"Itu dulu, pertama. Bagus." Ia berdeham sejenak sebelum meneruskan. "Kira - kira baik dan benar, ga, tujuan dari suatu sistem, apapun itulah, secara ideal?"
"Kadang keduanya, kadang baik saja, kadang benar saja."
"Very well.. Lalu, realitanya seperti apa?"
"Terlalu banyak penyelewengan." Ada sebersit amarah keluar dari nadanya. Kelihatannya penanya kita ini seorang aktivis. Atau malah... seorang anarkis. Menarik. Aku terus menulis sembari mendengarkan.
"Oya? Seperti apa?"
"Kepolisian, menyelewengkan pelayanan surat penting. Birokrasi, sama saja dosanya. Masyarakat, banyak penyakitnya yang tidak diduga." Jawabannya mendapat persetujuan nyaris 98% peserta seminar.
"Nahh.. Sama halnya dengan agama, saudara."
"Kok bisa, Prof?"
"..Emang Tuhan suruh anda bikin agama?" Canda sang profesor sembari membetulkan monocle-nya.
"Eh, eh, sebentar. Prof, anda..."
"Tidak. Saya tidak ber-agama. Saya ber-Tuhan."
Terdengar derak tulang dari leher sang profesor yang ia gerakkan sedikit.
Welp, pandangan mata sang profesor menajam, lalu melunak lagi. Salah ini mahasiswa. Sang profesor sangat sensitif kalau sudah bicara soal perbandingan keabsolutan ajaran.
"Tuhan yang saya sembah aja ga menuntut dibuat agama, kok." Candanya lagi.

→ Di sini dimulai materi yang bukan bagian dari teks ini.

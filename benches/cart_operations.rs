use criterion::{black_box, criterion_group, criterion_main, BenchmarkId, Criterion};
use rust_decimal::prelude::FromPrimitive;
use std::sync::Arc;
use std::time::Duration;
use tokio::runtime::Runtime;

use gripgear::models::{
    AddItemRequest, Cart, Product, ProductCategory, SizeVariant, StoreError,
    UpdateQuantityRequest,
};
use gripgear::repositories::{CartStore, StaticCatalog};
use gripgear::services::CartService;
use rust_decimal_macros::dec;

use async_trait::async_trait;
use std::collections::HashMap;

/// In-memory store for benchmarking that keeps disk I/O out of the
/// measurements
#[derive(Clone)]
struct MemoryCartStore {
    carts: Arc<std::sync::Mutex<HashMap<String, Cart>>>,
}

impl MemoryCartStore {
    fn new() -> Self {
        Self {
            carts: Arc::new(std::sync::Mutex::new(HashMap::new())),
        }
    }

    fn with_cart(cart: Cart) -> Self {
        let store = Self::new();
        store
            .carts
            .lock()
            .unwrap()
            .insert(cart.session_id.clone(), cart);
        store
    }
}

#[async_trait]
impl CartStore for MemoryCartStore {
    async fn read_cart(&self, session_id: &str) -> Result<Option<Cart>, StoreError> {
        let carts = self.carts.lock().unwrap();
        Ok(carts.get(session_id).cloned())
    }

    async fn write_cart(&self, cart: &Cart) -> Result<(), StoreError> {
        let mut carts = self.carts.lock().unwrap();
        carts.insert(cart.session_id.clone(), cart.clone());
        Ok(())
    }

    async fn erase_cart(&self, session_id: &str) -> Result<(), StoreError> {
        let mut carts = self.carts.lock().unwrap();
        carts.remove(session_id);
        Ok(())
    }
}

fn bench_product(i: usize) -> Product {
    let categories = [
        ProductCategory::CompetitionEquipment,
        ProductCategory::GripWristTraining,
    ];

    Product {
        id: format!("{}", i + 1),
        name: format!("Benchmark Handle {}", i + 1),
        description: format!("Description for benchmark handle {}", i + 1),
        price: dec!(1299.99)
            + rust_decimal::Decimal::from_f64(i as f64 * 0.1).unwrap_or(dec!(0.0)),
        image: format!("https://images.example.com/handle-{}.jpeg", i + 1),
        category: categories[i % categories.len()].clone(),
        brand: "BOERFORCE".to_string(),
        rating: Some(4.7),
        in_stock: true,
    }
}

/// Build a cart holding one line per product, cycling through the size
/// variants
fn seeded_cart(session_id: &str, lines: usize) -> Cart {
    let sizes = [
        SizeVariant::Standard,
        SizeVariant::Wide,
        SizeVariant::UltraWide,
        SizeVariant::Regular,
    ];

    let mut cart = Cart::new(session_id.to_string());
    for i in 0..lines {
        cart.add_line(bench_product(i), 2, sizes[i % sizes.len()].clone());
    }
    cart
}

fn bench_service(lines: usize) -> CartService {
    let products: Vec<Product> = (0..lines + 1).map(bench_product).collect();
    let store = MemoryCartStore::with_cart(seeded_cart("bench-session", lines));
    let catalog = StaticCatalog::with_products(products);

    CartService::new(Arc::new(store), Arc::new(catalog))
}

fn bench_cart_add_new_line(c: &mut Criterion) {
    let rt = Runtime::new().unwrap();

    let mut group = c.benchmark_group("cart_add_new_line");
    group.sample_size(100);
    group.measurement_time(Duration::from_secs(5));

    for cart_lines in [10, 50, 100].iter() {
        group.bench_with_input(
            BenchmarkId::new("cart_lines", cart_lines),
            cart_lines,
            |b, &lines| {
                b.iter_batched(
                    || bench_service(lines),
                    |service| {
                        rt.block_on(async move {
                            // The seeded cart stops one product short, so
                            // this add always appends a fresh line
                            let request = AddItemRequest {
                                product_id: format!("{}", lines + 1),
                                quantity: 1,
                                size: SizeVariant::Standard,
                            };

                            black_box(service.add_item("bench-session", request).await.unwrap())
                        })
                    },
                    criterion::BatchSize::SmallInput,
                );
            },
        );
    }
    group.finish();
}

fn bench_cart_add_increments_line(c: &mut Criterion) {
    let rt = Runtime::new().unwrap();

    let mut group = c.benchmark_group("cart_add_increments_line");
    group.sample_size(100);
    group.measurement_time(Duration::from_secs(5));

    for cart_lines in [10, 50, 100].iter() {
        group.bench_with_input(
            BenchmarkId::new("cart_lines", cart_lines),
            cart_lines,
            |b, &lines| {
                b.iter_batched(
                    || bench_service(lines),
                    |service| {
                        rt.block_on(async move {
                            // Product 1 at Standard size is already in the
                            // cart, so this add lands on an existing line
                            let request = AddItemRequest {
                                product_id: "1".to_string(),
                                quantity: 1,
                                size: SizeVariant::Standard,
                            };

                            black_box(service.add_item("bench-session", request).await.unwrap())
                        })
                    },
                    criterion::BatchSize::SmallInput,
                );
            },
        );
    }
    group.finish();
}

fn bench_cart_update_quantity(c: &mut Criterion) {
    let rt = Runtime::new().unwrap();

    let mut group = c.benchmark_group("cart_update_quantity");
    group.sample_size(100);
    group.measurement_time(Duration::from_secs(5));

    for cart_lines in [10, 50, 100].iter() {
        group.bench_with_input(
            BenchmarkId::new("cart_lines", cart_lines),
            cart_lines,
            |b, &lines| {
                b.iter_batched(
                    || bench_service(lines),
                    |service| {
                        rt.block_on(async move {
                            black_box(
                                service
                                    .update_quantity(
                                        "bench-session",
                                        "1",
                                        UpdateQuantityRequest { quantity: 7 },
                                    )
                                    .await
                                    .unwrap(),
                            )
                        })
                    },
                    criterion::BatchSize::SmallInput,
                );
            },
        );
    }
    group.finish();
}

fn bench_cart_totals(c: &mut Criterion) {
    let mut group = c.benchmark_group("cart_totals");
    group.sample_size(200);
    group.measurement_time(Duration::from_secs(5));

    for cart_lines in [10, 100, 1000].iter() {
        group.bench_with_input(
            BenchmarkId::new("cart_lines", cart_lines),
            cart_lines,
            |b, &lines| {
                let cart = seeded_cart("bench-session", lines);

                b.iter(|| (black_box(cart.total_price()), black_box(cart.item_count())));
            },
        );
    }
    group.finish();
}

fn bench_cart_mirror_serde(c: &mut Criterion) {
    let mut group = c.benchmark_group("cart_mirror_serde");
    group.sample_size(100);
    group.measurement_time(Duration::from_secs(5));

    for cart_lines in [10, 100, 1000].iter() {
        group.bench_with_input(
            BenchmarkId::new("serialize", cart_lines),
            cart_lines,
            |b, &lines| {
                let cart = seeded_cart("bench-session", lines);

                b.iter(|| black_box(serde_json::to_vec(&cart).unwrap()));
            },
        );

        group.bench_with_input(
            BenchmarkId::new("deserialize", cart_lines),
            cart_lines,
            |b, &lines| {
                let bytes = serde_json::to_vec(&seeded_cart("bench-session", lines)).unwrap();

                b.iter(|| black_box(serde_json::from_slice::<Cart>(&bytes).unwrap()));
            },
        );
    }
    group.finish();
}

criterion_group!(
    benches,
    bench_cart_add_new_line,
    bench_cart_add_increments_line,
    bench_cart_update_quantity,
    bench_cart_totals,
    bench_cart_mirror_serde
);
criterion_main!(benches);
use opentelemetry::{global, KeyValue};
use opentelemetry_otlp::WithExportConfig;
use opentelemetry_sdk::{
    trace::{self, RandomIdGenerator, Sampler},
    Resource,
};
use std::time::Duration;
use thiserror::Error;
use tracing::{error, info, warn};
use tracing_opentelemetry::OpenTelemetryLayer;
use tracing_subscriber::{
    fmt::format::FmtSpan, layer::SubscriberExt, util::SubscriberInitExt, EnvFilter, Layer,
};

#[derive(Debug, Error)]
pub enum ObservabilityError {
    #[error("Failed to initialize OpenTelemetry: {0}")]
    OpenTelemetryInit(#[from] opentelemetry::trace::TraceError),
    #[error("Failed to initialize tracing subscriber: {0}")]
    TracingInit(String),
}

/// Initialize observability: OpenTelemetry tracing plus structured logging
pub fn init_observability(
    service_name: &str,
    service_version: &str,
    otlp_endpoint: &str,
    log_level: &str,
    enable_json_logging: bool,
) -> Result<(), ObservabilityError> {
    info!(
        "Initializing observability for service: {} v{}",
        service_name, service_version
    );

    // Initialize OpenTelemetry tracer
    let tracer = init_opentelemetry_tracer(service_name, service_version, otlp_endpoint)?;

    // Create OpenTelemetry layer
    let opentelemetry_layer = OpenTelemetryLayer::new(tracer);

    // Create environment filter, RUST_LOG wins over the configured level
    let env_filter = EnvFilter::try_from_default_env().unwrap_or_else(|_| {
        format!(
            "{}={},tower_http=info",
            service_name.replace('-', "_"),
            log_level
        )
        .into()
    });

    if enable_json_logging {
        // JSON logs keep only the event fields; span context travels via OTLP
        let fmt_layer = tracing_subscriber::fmt::layer()
            .json()
            .with_current_span(false)
            .with_span_list(false)
            .with_target(false)
            .with_thread_ids(false)
            .with_thread_names(false)
            .with_level(true)
            .with_file(false)
            .with_line_number(false)
            .log_internal_errors(false)
            .with_span_events(FmtSpan::NONE)
            .with_filter(tracing_subscriber::filter::LevelFilter::INFO);

        tracing_subscriber::registry()
            .with(env_filter)
            .with(opentelemetry_layer)
            .with(fmt_layer)
            .init();
    } else {
        // Human-readable formatter for development
        tracing_subscriber::registry()
            .with(env_filter)
            .with(opentelemetry_layer)
            .with(
                tracing_subscriber::fmt::layer()
                    .with_target(false)
                    .with_thread_ids(false)
                    .with_thread_names(false)
                    .with_file(false)
                    .with_line_number(false)
                    .with_span_events(FmtSpan::NONE)
                    .with_filter(tracing_subscriber::filter::LevelFilter::INFO),
            )
            .init();
    }

    info!("Observability initialized successfully");
    Ok(())
}

/// Extract the current trace ID from the active span context
pub fn get_current_trace_id() -> Option<String> {
    use opentelemetry::trace::TraceContextExt;
    use tracing_opentelemetry::OpenTelemetrySpanExt;

    let current_span = tracing::Span::current();
    let context = current_span.context();
    let span = context.span();
    let span_context = span.span_context();

    if span_context.is_valid() {
        Some(span_context.trace_id().to_string())
    } else {
        None
    }
}

/// Macro to log info messages with trace ID
#[macro_export]
macro_rules! info_with_trace {
    ($($arg:tt)*) => {
        if let Some(trace_id) = $crate::observability::tracing::get_current_trace_id() {
            tracing::info!(trace_id = %trace_id, $($arg)*);
        } else {
            tracing::info!($($arg)*);
        }
    };
}

/// Macro to log error messages with trace ID
#[macro_export]
macro_rules! error_with_trace {
    ($($arg:tt)*) => {
        if let Some(trace_id) = $crate::observability::tracing::get_current_trace_id() {
            tracing::error!(trace_id = %trace_id, $($arg)*);
        } else {
            tracing::error!($($arg)*);
        }
    };
}

/// Macro to log warn messages with trace ID
#[macro_export]
macro_rules! warn_with_trace {
    ($($arg:tt)*) => {
        if let Some(trace_id) = $crate::observability::tracing::get_current_trace_id() {
            tracing::warn!(trace_id = %trace_id, $($arg)*);
        } else {
            tracing::warn!($($arg)*);
        }
    };
}

/// Initialize OpenTelemetry tracer with OTLP exporter
fn init_opentelemetry_tracer(
    service_name: &str,
    service_version: &str,
    otlp_endpoint: &str,
) -> Result<opentelemetry_sdk::trace::Tracer, ObservabilityError> {
    info!("Initializing OpenTelemetry tracer");

    let resource_attributes = vec![
        KeyValue::new("service.name", service_name.to_string()),
        KeyValue::new("service.version", service_version.to_string()),
        KeyValue::new("service.namespace", "boerforce"),
        KeyValue::new("telemetry.sdk.name", "opentelemetry"),
        KeyValue::new("telemetry.sdk.language", "rust"),
    ];

    let resource = Resource::new(resource_attributes);

    // Configure OTLP exporter
    let mut exporter = opentelemetry_otlp::new_exporter().tonic();

    if !otlp_endpoint.is_empty() {
        info!("Using custom OTLP endpoint: {}", otlp_endpoint);
        exporter = exporter.with_endpoint(otlp_endpoint);
    } else {
        info!("Using default OTLP endpoint: http://localhost:4317");
        exporter = exporter.with_endpoint("http://localhost:4317");
    }

    // Build tracer pipeline
    let tracer = opentelemetry_otlp::new_pipeline()
        .tracing()
        .with_exporter(exporter)
        .with_trace_config(
            trace::config()
                .with_sampler(Sampler::AlwaysOn)
                .with_id_generator(RandomIdGenerator::default())
                .with_max_events_per_span(64)
                .with_max_attributes_per_span(16)
                .with_max_links_per_span(16)
                .with_resource(resource),
        )
        .with_batch_config(
            trace::BatchConfig::default()
                .with_max_queue_size(2048)
                .with_max_export_batch_size(512)
                .with_max_export_timeout(Duration::from_secs(30))
                .with_scheduled_delay(Duration::from_millis(500)),
        )
        .install_batch(opentelemetry_sdk::runtime::Tokio)?;

    info!("OpenTelemetry tracer initialized successfully");
    Ok(tracer)
}

/// Shutdown observability gracefully with timeout
pub async fn shutdown_observability() {
    info!("Shutting down observability");

    // Shutdown can block on pending spans, so keep it off the async runtime
    let shutdown_task = tokio::task::spawn_blocking(|| {
        global::shutdown_tracer_provider();
    });

    match tokio::time::timeout(Duration::from_secs(5), shutdown_task).await {
        Ok(Ok(())) => {
            info!("Observability shutdown completed successfully");
        }
        Ok(Err(e)) => {
            warn!("Error during observability shutdown: {}", e);
        }
        Err(_) => {
            warn!("Observability shutdown timed out after 5 seconds - forcing exit");
        }
    }
}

"Kamu kalo bicara agama, jangan diadu aspek keabsolutan ajarannya. Berantem mulu kamu nanti sama penganut agama lain, yang kamu adu aspek ultima-nya. Makanya ni negara kagak beres - beres masalahnya, agama mulu. Mundur dah kita ke Eropa zaman Dark Age."
Ia berdeham lagi.
"Oke, kembali ke pertanyaanmu deh. Saya tanya gini, ingat penyelewengan sistem yang tadi kamu sebutkan?"